A psoríase é uma doença inflamatória crônica de base imunogenética, caracterizada por lesões cutâneas severas causadas pela produção excessiva de citocinas pró-inflamatórias, como o TNF-alfa. Já o vitiligo leva à destruição dos melanócitos, responsáveis pela pigmentação da pele. Ambas as doenças compartilham a característica de ter genes específicos superexpressos, que dirigem o processo patológico, tornando-as alvos ideais para a terapia com RNA de interferência (siRNA).

O siRNA atua degradando o RNA mensageiro antes que ele produza proteínas inflamatórias nocivas, como se estivesse interceptando uma ordem de fabricação antes que ela chegue à linha de montagem. Esse mecanismo permite reduzir a inflamação a níveis saudáveis, evitando a necessidade de medicamentos sistêmicos que frequentemente causam efeitos colaterais indesejados. Essa é a essência da chamada “nanomedicina de precisão”, conforme explica Bentley.

Desafios e Soluções na Entrega Terapêutica

Levar moléculas de RNA até as células-alvo da pele representa um desafio considerável. O RNA é quimicamente frágil e facilmente degradado por enzimas, e a pele funciona como uma barreira biológica eficaz. Para superar esses obstáculos, os pesquisadores desenvolveram nanopartículas de cristais líquidos, estruturas lipídicas com alta organização interna e fluidez. Essa arquitetura única protege o material genético, facilita a penetração na pele e a captação pelas células.

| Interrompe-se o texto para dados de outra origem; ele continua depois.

use std::collections::HashMap;
use std::fmt;

use serde::{
    Deserialize,
    Serialize,
};
use thiserror::Error;

use crate::decode::DecodeError;

/// A language code drawn from the configured supported set (e.g. "en", "es").
///
/// Deliberately a newtype over a string rather than a closed enum, so adding
/// a language is a configuration change, not a code change.
#[derive(Debug, Clone, PartialEq, Eq, Hash, PartialOrd, Ord, Serialize, Deserialize)]
#[serde(transparent)]
pub struct LanguageCode(String);

impl LanguageCode {
    #[must_use]
    pub fn new(code: impl Into<String>) -> Self {
        Self(code.into().trim().to_string())
    }

    #[must_use]
    pub fn as_str(&self) -> &str {
        &self.0
    }
}

impl fmt::Display for LanguageCode {
    fn fmt(&self, f: &mut fmt::Formatter<'_>) -> fmt::Result {
        f.write_str(&self.0)
    }
}

impl From<&str> for LanguageCode {
    fn from(code: &str) -> Self {
        Self::new(code)
    }
}

/// One cell of a localization entry.
#[derive(Debug, Clone, PartialEq, Eq)]
pub enum TranslationCell {
    /// Translated text. An intentionally blank cell (authored with the blank
    /// marker) is `Text("")` — distinct from a missing translation.
    Text(String),
    /// The cell was empty in the source table; the translation is missing.
    Incomplete,
}

/// ロケール → 翻訳値のマッピング（1 キー分）
#[derive(Debug, Clone, PartialEq, Eq)]
pub struct LocalizationEntry {
    pub values: HashMap<LanguageCode, TranslationCell>,
}

/// Errors returned from a lookup against the store.
///
/// Returned, never panicked across the query boundary; the caller decides the
/// fallback (show the key, fall back to a default language, placeholder, ...).
#[derive(Error, Debug, Clone, PartialEq, Eq)]
pub enum LookupError {
    /// The key is absent from the store
    #[error("Key '{key}' not found")]
    KeyNotFound { key: String },
    /// The key exists but has no translation for the requested language
    #[error("Key '{key}' has no translation for language '{language}'")]
    EntryIncomplete { key: String, language: LanguageCode },
    /// No table has been published yet (still loading, or the first fetch failed)
    #[error("No localization table has been published yet")]
    StoreNotReady,
}

/// Defines errors that may occur while building the store from records
#[derive(Error, Debug)]
pub enum BuildError {
    /// The table has no records at all, not even a header
    #[error("Table is empty, expected a header row")]
    EmptyTable,
    /// The header's key column name does not match the configured one
    #[error("Header key column is '{found}', expected '{expected}'")]
    KeyColumnMismatch { expected: String, found: String },
    /// The header's language set differs from the configured supported set
    #[error(
        "Header languages [{}] do not match the configured set [{}]",
        join_codes(found),
        join_codes(expected)
    )]
    SchemaMismatch {
        expected: Vec<LanguageCode>,
        found: Vec<LanguageCode>,
    },
    /// A data row's key cell is empty after trimming
    #[error("Row {row} has an empty key")]
    EmptyKey { row: u64 },
    /// The underlying decoder rejected a row
    #[error(transparent)]
    Decode(#[from] DecodeError),
}

fn join_codes(codes: &[LanguageCode]) -> String {
    codes.iter().map(LanguageCode::as_str).collect::<Vec<_>>().join(", ")
}

/// Data-quality findings from a successful build. Surfaced, not discarded,
/// so a caller can decide to block publishing or fall back.
#[derive(Debug, Clone, Default, PartialEq, Eq)]
pub struct BuildDiagnostics {
    /// Keys that occurred more than once (each listed once); last occurrence won
    pub duplicate_keys: Vec<String>,
    /// `(key, language)` pairs whose cell was empty in the source table
    pub incomplete: Vec<(String, LanguageCode)>,
}

impl BuildDiagnostics {
    #[must_use]
    pub fn is_clean(&self) -> bool {
        self.duplicate_keys.is_empty() && self.incomplete.is_empty()
    }
}

/// A successful build: the immutable store plus its diagnostics.
#[derive(Debug, Clone)]
pub struct BuildOutput {
    pub store: LocalizationStore,
    pub diagnostics: BuildDiagnostics,
}

/// キー → [`LocalizationEntry`] の不変マッピング
///
/// 構築後は変更されない。公開はオーケストレーターが `Arc` 差し替えで行う。
#[derive(Debug, Clone, PartialEq, Eq)]
pub struct LocalizationStore {
    pub(super) entries: HashMap<String, LocalizationEntry>,
    pub(super) languages: Vec<LanguageCode>,
}

impl LocalizationStore {
    /// Resolves a key to its translation for one language.
    ///
    /// # Errors
    /// - [`LookupError::KeyNotFound`]: the key is absent
    /// - [`LookupError::EntryIncomplete`]: the key exists but the language's
    ///   cell was recorded as missing
    pub fn resolve(&self, key: &str, language: &LanguageCode) -> Result<&str, LookupError> {
        let entry = self
            .entries
            .get(key)
            .ok_or_else(|| LookupError::KeyNotFound { key: key.to_string() })?;

        match entry.values.get(language) {
            Some(TranslationCell::Text(text)) => Ok(text),
            Some(TranslationCell::Incomplete) | None => Err(LookupError::EntryIncomplete {
                key: key.to_string(),
                language: language.clone(),
            }),
        }
    }

    /// Returns the entry for a key, if present.
    #[must_use]
    pub fn get(&self, key: &str) -> Option<&LocalizationEntry> {
        self.entries.get(key)
    }

    /// The language columns, in header order.
    #[must_use]
    pub fn languages(&self) -> &[LanguageCode] {
        &self.languages
    }

    /// Number of distinct keys.
    #[must_use]
    pub fn len(&self) -> usize {
        self.entries.len()
    }

    #[must_use]
    pub fn is_empty(&self) -> bool {
        self.entries.is_empty()
    }
}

As pesquisas demonstraram que essas nanopartículas são funcionais para o silenciamento gênico. Métodos como a fotoativação, utilizando luz, podem potencializar a liberação do RNA dentro das células. Além disso, é possível carregar simultaneamente múltiplos RNAs e até fármacos anti-inflamatórios convencionais na mesma nanopartícula, uma estratégia particularmente útil para a psoríase, dada a complexidade de sua cascata inflamatória.

Ampla Aplicação da Nanotecnologia da USP

O escopo da tecnologia desenvolvida pela USP vai além da psoríase. Pesquisas em andamento aplicam a mesma plataforma ao tratamento do vitiligo, para o qual o grupo já possui uma patente, e à cicatrização de feridas crônicas. Há também uma frente de pesquisa focada no desenvolvimento de nanoestruturas para entrega de mRNA, com potencial aplicação em vacinas, incluindo uma vacina experimental contra o câncer.

Esse princípio de entrega de mRNA é o mesmo que possibilitou as vacinas contra a COVID-19 da Pfizer e da Moderna. Em vez de introduzir o patógeno, a tecnologia instrui o corpo a produzir uma proteína específica, treinando o sistema imunológico. Nos modelos animais testados, a formulação demonstrou eficácia contra células cancerosas. A tecnologia já atraiu o interesse de empresas farmacêuticas, evidenciando seu potencial de mercado.

O Futuro da Nanomedicina Brasileira

A descoberta da interferência do RNA, que rendeu o Prêmio Nobel em 2006, inspirou o desenvolvimento dessas nanopartículas a partir de 2007, situando o grupo da USP na vanguarda da pesquisa nacional. Com duas patentes depositadas e processos de escalonamento industrial em desenvolvimento, incluindo a liofilização para prolongar o prazo de validade e facilitar a comercialização, o grupo já foca na viabilização da tecnologia como produto.

Empresas farmacêuticas já demonstraram interesse em licenciar a tecnologia, e conversas estão em andamento para definir os caminhos da translação clínica, ou seja, o processo de levar essa descoberta do laboratório até os pacientes. A busca por soluções terapêuticas eficazes e com menos efeitos colaterais impulsiona o avanço da nanotecnologia no Brasil.